World Cup Soccer
And World Cup Cooking
Everyone loves a good event now and again. That’s why people who don’t even know where Ireland is dress in green every March 17. That’s why people go to Super Bowl parties even if they don’t know which teams are playing. And that’s why I pretend I know how to cook international cuisine when it’s time for the World Cup.
For whatever reason, I like themes. Back in college, I held countdowns on the campus radio station featuring, for instance, the top 31 songs about vegetation and foliage. Now, as the main cook in the household, I also like theme cooking. It’s something to look forward to. Before my wife and I started a family, we used to throw Academy Award parties where I would make one soup to represent a Best Picture nominee, such as a cream of broccoli soup called Erin Broccoli, in honor of Erin Brockovich, or Crouching Chowder, Hidden Soup, where the guests found a pot of Chinese soup behind the door in honor of Crouching Tiger, Hidden Dragon.
During the 2010 World Cup, I was a part-time stay-at-home dad looking for dinner ideas. I decided to choose my menu based on a winning country for the day. We continued the tradition for the 2011 Women’s World Cup, and the idea has stuck ever since. It gives me something to look forward to in the midst of work stress or depressing newscasts. Plus, I rely heavily on Taco Tuesdays, roasted salmon, and lentil dishes throughout the year, but during this World Cup season, our family has already eaten six dishes that I’ve never made before.
My only rule in selecting which country’s dish will be on the menu is that it must come from a team that wins that day. In the group stages, I try to pick countries that probably won’t advance to the knockout stages. There will be time in the future to make Spanish paella, but I might only have one chance to make arroz tapado from Peru. I don’t invest a lot of time in preparation, but thank goodness for chicken and rice. If I keep those ingredients on hand and do a quick Internet search, then I can represent many countries. So far, I have cooked Russian, Iranian, Swedish, Uruguayan, Saudi Arabian, and Peruvian. And on a day I didn’t cook—and France won—I bought a croissant. The exercise serves not only as a reminder of how much I like to try new things when I force myself, but also that the United States is isolated and small in the grand scheme of things. Case in point: the Super Bowl.
While soccer has yet to catch on stateside as it has worldwide, there are signs that United States is trending toward more acceptance of The Beautiful Game.
The United States’ most popular sporting event draws about 150 million viewers every year, 110 to 115 million of whom watch inside the United States. In contrast, research company GlobalWebIndex expects 3.4 billion people worldwide to tune in to the World Cup at some point this month. While American football fans could argue that the World Cup lasts a month and the Super Bowl an evening (plus eight hours for a pregame show and three hours for commercials), consider that one billion people tuned in to the 2014 World Cup final game when Germany defeated Argentina. In a list of the top 10 most watched sporting events globally, the Super Bowl doesn’t come close to making the list. The Cricket World Cup, the tenth most-watched event, draws in 400 million viewers—a quarter billion more than the Super Bowl.

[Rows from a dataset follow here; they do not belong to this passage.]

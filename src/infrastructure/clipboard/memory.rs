//! In-memory clipboard entry

use async_trait::async_trait;

use crate::application::ports::{ClipboardEntry, ClipboardError};
use crate::domain::content::ContentType;

/// A clipboard entry whose representations are already read into memory
#[derive(Debug, Clone, Default)]
pub struct MemoryEntry {
    types: Vec<ContentType>,
    data: Vec<Vec<u8>>,
}

impl MemoryEntry {
    /// Create an entry with no representations
    pub fn new() -> Self {
        Self::default()
    }

    /// Builder form of [`MemoryEntry::push`]
    pub fn with(mut self, content_type: impl Into<ContentType>, data: impl Into<Vec<u8>>) -> Self {
        self.push(content_type, data);
        self
    }

    /// Add a representation. A type that is already present is replaced
    /// in place, keeping its position.
    pub fn push(&mut self, content_type: impl Into<ContentType>, data: impl Into<Vec<u8>>) {
        let content_type = content_type.into();
        let data = data.into();
        match self.types.iter().position(|ct| *ct == content_type) {
            Some(i) => self.data[i] = data,
            None => {
                self.types.push(content_type);
                self.data.push(data);
            }
        }
    }

    /// Whether the entry offers no representations
    pub fn is_empty(&self) -> bool {
        self.types.is_empty()
    }
}

#[async_trait]
impl ClipboardEntry for MemoryEntry {
    fn types(&self) -> &[ContentType] {
        &self.types
    }

    async fn fetch(&self, content_type: &ContentType) -> Result<Vec<u8>, ClipboardError> {
        self.types
            .iter()
            .position(|ct| ct == content_type)
            .map(|i| self.data[i].clone())
            .ok_or_else(|| ClipboardError::TypeNotOffered(content_type.clone()))
    }
}

#[cfg(test)]
mod tests {
    use super::*;

    #[tokio::test]
    async fn fetch_returns_pushed_bytes() {
        let entry = MemoryEntry::new()
            .with("text/html", "<b>hi</b>")
            .with("text/plain", "hi");

        assert_eq!(entry.types(), &[ContentType::from("text/html"), ContentType::from("text/plain")]);
        assert_eq!(entry.fetch(&"text/plain".into()).await.unwrap(), b"hi");
    }

    #[tokio::test]
    async fn fetch_unknown_type_fails() {
        let entry = MemoryEntry::new().with("text/plain", "hi");
        let result = entry.fetch(&"image/png".into()).await;
        assert!(matches!(result, Err(ClipboardError::TypeNotOffered(_))));
    }

    #[test]
    fn push_replaces_existing_type() {
        let mut entry = MemoryEntry::new().with("text/plain", "a").with("text/html", "b");
        entry.push("text/plain", "c");
        assert_eq!(entry.types().len(), 2);
        assert_eq!(entry.types()[0], "text/plain");
    }

    #[test]
    fn new_entry_is_empty() {
        assert!(MemoryEntry::new().is_empty());
        assert!(!MemoryEntry::new().with("text/plain", "").is_empty());
    }
}
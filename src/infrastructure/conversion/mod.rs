//! Image conversion infrastructure module
//!
//! Maps content types onto `image` crate formats, answers capability
//! queries, and re-encodes images.

mod raster;
mod support;

pub use raster::RasterConverter;
pub use support::CodecFormatSupport;

use image::ImageFormat;

use crate::domain::content::{mime, ContentType};

/// The `image` format that encodes/decodes a content type, if any.
/// `image/jpg` resolves to JPEG.
pub(crate) fn image_format_for(content_type: &ContentType) -> Option<ImageFormat> {
    match content_type.encoder_tag() {
        mime::IMAGE_PNG => Some(ImageFormat::Png),
        mime::IMAGE_JPEG => Some(ImageFormat::Jpeg),
        mime::IMAGE_WEBP => Some(ImageFormat::WebP),
        mime::IMAGE_GIF => Some(ImageFormat::Gif),
        _ => None,
    }
}
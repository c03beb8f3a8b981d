//! Attachment sink port interface

use async_trait::async_trait;
use std::path::PathBuf;
use thiserror::Error;

use crate::domain::content::OutputFile;

/// Attachment errors
#[derive(Debug, Clone, Error)]
pub enum AttachmentError {
    #[error("Invalid compose session id: \"{0}\"")]
    InvalidSession(String),

    #[error("Failed to add attachment: {0}")]
    AddFailed(String),
}

/// Where an attachment ended up
#[derive(Debug, Clone, PartialEq, Eq)]
pub struct AttachmentReceipt {
    /// Name the attachment was stored under (may differ from the file name
    /// when the session already holds a file of that name)
    pub stored_name: String,
    /// Location of the stored attachment, if the sink keeps it on disk
    pub location: Option<PathBuf>,
}

/// Port for attaching files to a compose session
#[async_trait]
pub trait AttachmentSink: Send + Sync {
    /// Attach a file.
    ///
    /// # Arguments
    /// * `session_id` - Compose session receiving the attachment
    /// * `file` - The file to attach
    async fn add_attachment(
        &self,
        session_id: &str,
        file: &OutputFile,
    ) -> Result<AttachmentReceipt, AttachmentError>;
}

/// Blanket implementation for boxed sinks
#[async_trait]
impl AttachmentSink for Box<dyn AttachmentSink> {
    async fn add_attachment(
        &self,
        session_id: &str,
        file: &OutputFile,
    ) -> Result<AttachmentReceipt, AttachmentError> {
        self.as_ref().add_attachment(session_id, file).await
    }
}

Even Universal Studios knows the power of the World Cup, as they released Jurassic World: Fallen Kingdom in some overseas countries two weeks before its United States debut. Universal figured that moviegoers in England, Spain, and France would ignore the film during the World Cup, so the movie company tried to attract fans earlier. Conversely, Disney won’t release Ant-Man and the Wasp in these countries until the conclusion of the World Cup, even though the U.S. release will fall during the World Cup quarterfinals.
While soccer has yet to catch on stateside as it has worldwide, there are signs that the United States is trending toward more acceptance of “the beautiful game.” U.S. television ratings for the first few days of the World Cup were down 40 percent from four years ago, in large part because the United States failed to qualify. Fox Sports and Spanish network Telemundo, however, both recorded large upswings thanks to a strong showing by Mexico and a slew of close and entertaining matches. Conviva, a company that works with streaming services and monitors streaming numbers, reported that 7.7 million concurrent viewers streamed the Argentina-Iceland match, which topped the 5.5 million people who streamed this year’s Super Bowl.
While the World Cup only happens every four years, at least it lasts for a month. And with the Women’s World Cup slated for 2019, we’ll get to celebrate global football and global cuisine two years in a row. So while I can’t say that I’m not going to open a bag of chips at some point during next year’s Super Bowl (if I watch), it’s more interesting to celebrate on a global scale—and tastier too.